WORK ORDER =
In the entries below, how many lines contain the string "anyhow"? Give the number by itself.

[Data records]
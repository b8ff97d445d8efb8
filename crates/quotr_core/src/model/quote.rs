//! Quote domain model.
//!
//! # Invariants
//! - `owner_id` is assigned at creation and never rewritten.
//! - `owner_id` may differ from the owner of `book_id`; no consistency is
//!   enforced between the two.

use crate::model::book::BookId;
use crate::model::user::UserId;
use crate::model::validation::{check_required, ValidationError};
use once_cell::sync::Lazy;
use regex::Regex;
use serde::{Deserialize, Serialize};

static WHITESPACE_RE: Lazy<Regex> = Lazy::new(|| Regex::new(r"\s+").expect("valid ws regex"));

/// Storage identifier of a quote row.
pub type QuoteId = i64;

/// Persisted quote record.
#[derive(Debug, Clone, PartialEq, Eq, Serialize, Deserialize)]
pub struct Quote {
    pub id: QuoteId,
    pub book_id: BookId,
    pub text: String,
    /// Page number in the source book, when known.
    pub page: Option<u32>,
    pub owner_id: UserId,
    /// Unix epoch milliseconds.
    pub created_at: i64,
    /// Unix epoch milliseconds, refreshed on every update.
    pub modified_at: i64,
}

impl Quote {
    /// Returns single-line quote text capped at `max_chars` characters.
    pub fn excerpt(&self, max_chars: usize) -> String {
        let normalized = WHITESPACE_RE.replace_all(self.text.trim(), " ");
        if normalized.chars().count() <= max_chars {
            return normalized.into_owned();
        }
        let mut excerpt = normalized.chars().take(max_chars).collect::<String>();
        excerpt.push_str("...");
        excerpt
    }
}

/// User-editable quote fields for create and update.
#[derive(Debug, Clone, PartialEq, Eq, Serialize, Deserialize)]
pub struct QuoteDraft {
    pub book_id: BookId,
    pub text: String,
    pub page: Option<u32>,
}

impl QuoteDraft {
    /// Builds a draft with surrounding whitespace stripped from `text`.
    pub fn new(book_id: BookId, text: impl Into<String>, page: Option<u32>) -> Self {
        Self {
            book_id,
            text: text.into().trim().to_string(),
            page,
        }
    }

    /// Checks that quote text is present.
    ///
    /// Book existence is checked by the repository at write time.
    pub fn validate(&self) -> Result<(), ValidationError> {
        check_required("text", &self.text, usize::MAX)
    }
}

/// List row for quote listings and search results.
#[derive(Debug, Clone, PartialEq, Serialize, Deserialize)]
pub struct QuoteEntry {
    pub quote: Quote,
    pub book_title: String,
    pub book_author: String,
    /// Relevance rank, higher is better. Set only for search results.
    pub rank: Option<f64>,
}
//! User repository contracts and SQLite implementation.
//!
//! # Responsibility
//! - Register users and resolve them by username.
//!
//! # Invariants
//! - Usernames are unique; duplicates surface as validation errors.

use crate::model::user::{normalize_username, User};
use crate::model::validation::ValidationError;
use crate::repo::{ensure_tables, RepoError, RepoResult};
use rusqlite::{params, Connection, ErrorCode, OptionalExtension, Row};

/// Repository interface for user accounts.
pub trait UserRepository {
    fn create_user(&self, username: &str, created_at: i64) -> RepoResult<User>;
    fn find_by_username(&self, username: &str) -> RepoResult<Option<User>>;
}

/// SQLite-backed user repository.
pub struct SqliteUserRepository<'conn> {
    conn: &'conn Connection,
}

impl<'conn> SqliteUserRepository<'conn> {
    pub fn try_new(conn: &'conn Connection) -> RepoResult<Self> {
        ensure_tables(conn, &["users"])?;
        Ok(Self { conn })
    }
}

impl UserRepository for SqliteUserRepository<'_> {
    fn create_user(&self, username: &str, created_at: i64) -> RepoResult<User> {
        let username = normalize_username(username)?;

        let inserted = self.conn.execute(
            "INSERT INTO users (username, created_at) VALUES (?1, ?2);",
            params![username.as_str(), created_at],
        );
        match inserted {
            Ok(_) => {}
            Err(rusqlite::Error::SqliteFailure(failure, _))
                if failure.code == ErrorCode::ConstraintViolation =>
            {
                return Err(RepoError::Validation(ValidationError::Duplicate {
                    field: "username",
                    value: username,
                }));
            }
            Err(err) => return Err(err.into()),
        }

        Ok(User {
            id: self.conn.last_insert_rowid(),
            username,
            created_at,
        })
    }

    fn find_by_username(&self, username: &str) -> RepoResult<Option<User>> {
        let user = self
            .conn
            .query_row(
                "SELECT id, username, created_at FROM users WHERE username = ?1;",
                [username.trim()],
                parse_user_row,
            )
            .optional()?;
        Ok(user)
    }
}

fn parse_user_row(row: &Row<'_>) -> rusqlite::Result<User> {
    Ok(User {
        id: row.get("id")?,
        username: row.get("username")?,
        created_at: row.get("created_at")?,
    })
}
* * *
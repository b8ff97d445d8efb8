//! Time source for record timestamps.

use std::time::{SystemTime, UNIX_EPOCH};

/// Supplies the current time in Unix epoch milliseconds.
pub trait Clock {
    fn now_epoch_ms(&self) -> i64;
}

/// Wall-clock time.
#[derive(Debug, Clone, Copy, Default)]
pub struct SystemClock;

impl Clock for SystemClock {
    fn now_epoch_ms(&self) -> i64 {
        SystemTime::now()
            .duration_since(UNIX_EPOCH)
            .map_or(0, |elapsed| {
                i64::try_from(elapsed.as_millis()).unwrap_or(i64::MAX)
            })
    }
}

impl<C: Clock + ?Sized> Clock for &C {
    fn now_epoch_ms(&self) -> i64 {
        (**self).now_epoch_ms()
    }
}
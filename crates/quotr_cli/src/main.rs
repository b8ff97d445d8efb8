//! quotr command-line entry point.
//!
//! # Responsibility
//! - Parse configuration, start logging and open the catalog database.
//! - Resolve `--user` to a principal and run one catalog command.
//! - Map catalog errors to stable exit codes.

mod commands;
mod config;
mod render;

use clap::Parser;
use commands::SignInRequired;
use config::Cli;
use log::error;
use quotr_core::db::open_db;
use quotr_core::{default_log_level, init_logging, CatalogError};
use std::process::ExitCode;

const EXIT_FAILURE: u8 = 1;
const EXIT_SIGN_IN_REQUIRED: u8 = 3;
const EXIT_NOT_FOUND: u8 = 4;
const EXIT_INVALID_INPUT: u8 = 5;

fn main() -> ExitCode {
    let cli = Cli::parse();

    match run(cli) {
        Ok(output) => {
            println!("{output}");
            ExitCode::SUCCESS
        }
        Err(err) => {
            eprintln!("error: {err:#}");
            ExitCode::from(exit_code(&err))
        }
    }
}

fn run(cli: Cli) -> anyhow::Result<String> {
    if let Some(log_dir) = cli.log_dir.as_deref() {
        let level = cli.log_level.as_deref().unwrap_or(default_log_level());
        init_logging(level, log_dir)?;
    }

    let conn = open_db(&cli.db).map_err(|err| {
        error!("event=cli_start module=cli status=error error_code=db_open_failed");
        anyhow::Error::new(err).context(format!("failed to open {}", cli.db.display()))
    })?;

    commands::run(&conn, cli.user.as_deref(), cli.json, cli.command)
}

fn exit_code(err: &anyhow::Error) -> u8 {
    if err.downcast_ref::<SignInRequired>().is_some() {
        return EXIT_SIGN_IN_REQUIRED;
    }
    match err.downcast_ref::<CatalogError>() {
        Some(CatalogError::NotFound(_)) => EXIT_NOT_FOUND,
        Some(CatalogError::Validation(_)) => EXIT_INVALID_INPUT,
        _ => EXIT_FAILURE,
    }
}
---
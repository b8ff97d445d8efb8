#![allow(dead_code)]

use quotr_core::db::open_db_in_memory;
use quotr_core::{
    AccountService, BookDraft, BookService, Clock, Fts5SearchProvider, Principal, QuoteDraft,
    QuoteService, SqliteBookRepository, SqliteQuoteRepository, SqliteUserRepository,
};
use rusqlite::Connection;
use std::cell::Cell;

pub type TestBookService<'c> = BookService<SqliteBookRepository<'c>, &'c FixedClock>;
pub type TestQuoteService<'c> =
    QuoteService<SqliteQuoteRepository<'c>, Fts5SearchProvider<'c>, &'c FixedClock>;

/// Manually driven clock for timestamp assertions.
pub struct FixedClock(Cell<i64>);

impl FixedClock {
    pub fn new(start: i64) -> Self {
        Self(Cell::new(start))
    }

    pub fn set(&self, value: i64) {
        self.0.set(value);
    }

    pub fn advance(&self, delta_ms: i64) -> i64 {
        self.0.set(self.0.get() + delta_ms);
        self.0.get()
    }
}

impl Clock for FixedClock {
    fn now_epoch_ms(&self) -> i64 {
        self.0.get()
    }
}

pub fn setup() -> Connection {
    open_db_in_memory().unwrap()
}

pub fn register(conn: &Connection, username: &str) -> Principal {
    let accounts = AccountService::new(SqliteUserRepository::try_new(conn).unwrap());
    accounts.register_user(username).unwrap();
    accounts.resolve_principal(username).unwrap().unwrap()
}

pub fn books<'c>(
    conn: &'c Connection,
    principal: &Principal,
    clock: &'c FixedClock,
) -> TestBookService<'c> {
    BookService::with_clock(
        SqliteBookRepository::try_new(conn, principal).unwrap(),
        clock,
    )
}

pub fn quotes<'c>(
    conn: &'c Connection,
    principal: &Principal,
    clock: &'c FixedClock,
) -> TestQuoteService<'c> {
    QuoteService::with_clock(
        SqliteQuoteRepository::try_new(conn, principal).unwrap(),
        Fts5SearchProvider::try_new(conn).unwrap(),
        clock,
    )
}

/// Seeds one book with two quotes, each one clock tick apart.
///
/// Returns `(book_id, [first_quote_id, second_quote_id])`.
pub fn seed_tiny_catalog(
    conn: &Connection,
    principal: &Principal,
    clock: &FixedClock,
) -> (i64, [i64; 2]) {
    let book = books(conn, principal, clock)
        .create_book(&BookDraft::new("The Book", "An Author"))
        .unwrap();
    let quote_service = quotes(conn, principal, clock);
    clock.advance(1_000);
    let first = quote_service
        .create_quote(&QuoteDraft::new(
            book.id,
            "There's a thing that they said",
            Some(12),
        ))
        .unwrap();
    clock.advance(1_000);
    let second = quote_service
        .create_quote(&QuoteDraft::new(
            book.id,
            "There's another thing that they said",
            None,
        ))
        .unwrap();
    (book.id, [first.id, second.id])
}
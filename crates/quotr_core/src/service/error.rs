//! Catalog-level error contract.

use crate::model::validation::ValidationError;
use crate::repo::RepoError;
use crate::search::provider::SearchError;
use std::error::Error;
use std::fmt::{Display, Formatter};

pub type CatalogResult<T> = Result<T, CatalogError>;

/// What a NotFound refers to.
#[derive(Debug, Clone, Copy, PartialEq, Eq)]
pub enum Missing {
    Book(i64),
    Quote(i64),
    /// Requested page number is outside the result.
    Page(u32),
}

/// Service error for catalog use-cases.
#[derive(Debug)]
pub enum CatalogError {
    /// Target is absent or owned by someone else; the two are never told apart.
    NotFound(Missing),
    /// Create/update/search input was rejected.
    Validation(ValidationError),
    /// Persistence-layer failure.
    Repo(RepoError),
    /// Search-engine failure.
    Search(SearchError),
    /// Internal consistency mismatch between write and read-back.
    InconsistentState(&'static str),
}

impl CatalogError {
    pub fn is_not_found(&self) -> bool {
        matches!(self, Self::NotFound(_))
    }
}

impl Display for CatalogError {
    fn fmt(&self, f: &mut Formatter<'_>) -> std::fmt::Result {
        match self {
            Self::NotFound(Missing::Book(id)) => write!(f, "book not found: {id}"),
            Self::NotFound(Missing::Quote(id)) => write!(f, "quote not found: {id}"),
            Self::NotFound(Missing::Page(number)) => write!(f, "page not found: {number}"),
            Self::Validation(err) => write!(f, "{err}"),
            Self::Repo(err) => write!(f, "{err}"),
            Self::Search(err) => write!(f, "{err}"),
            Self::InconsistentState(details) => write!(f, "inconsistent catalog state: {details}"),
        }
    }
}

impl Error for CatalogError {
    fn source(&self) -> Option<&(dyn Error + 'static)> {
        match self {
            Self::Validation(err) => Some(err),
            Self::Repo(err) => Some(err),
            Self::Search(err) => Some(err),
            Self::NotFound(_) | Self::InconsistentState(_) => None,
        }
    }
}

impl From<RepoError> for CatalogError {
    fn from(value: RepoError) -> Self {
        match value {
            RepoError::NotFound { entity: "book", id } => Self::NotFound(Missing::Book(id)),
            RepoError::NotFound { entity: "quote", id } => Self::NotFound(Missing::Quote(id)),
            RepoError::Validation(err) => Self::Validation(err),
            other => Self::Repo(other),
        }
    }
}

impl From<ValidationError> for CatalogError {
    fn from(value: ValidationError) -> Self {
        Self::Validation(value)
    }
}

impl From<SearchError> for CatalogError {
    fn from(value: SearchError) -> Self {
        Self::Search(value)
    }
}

RESULT OF THE EXERCISE =
3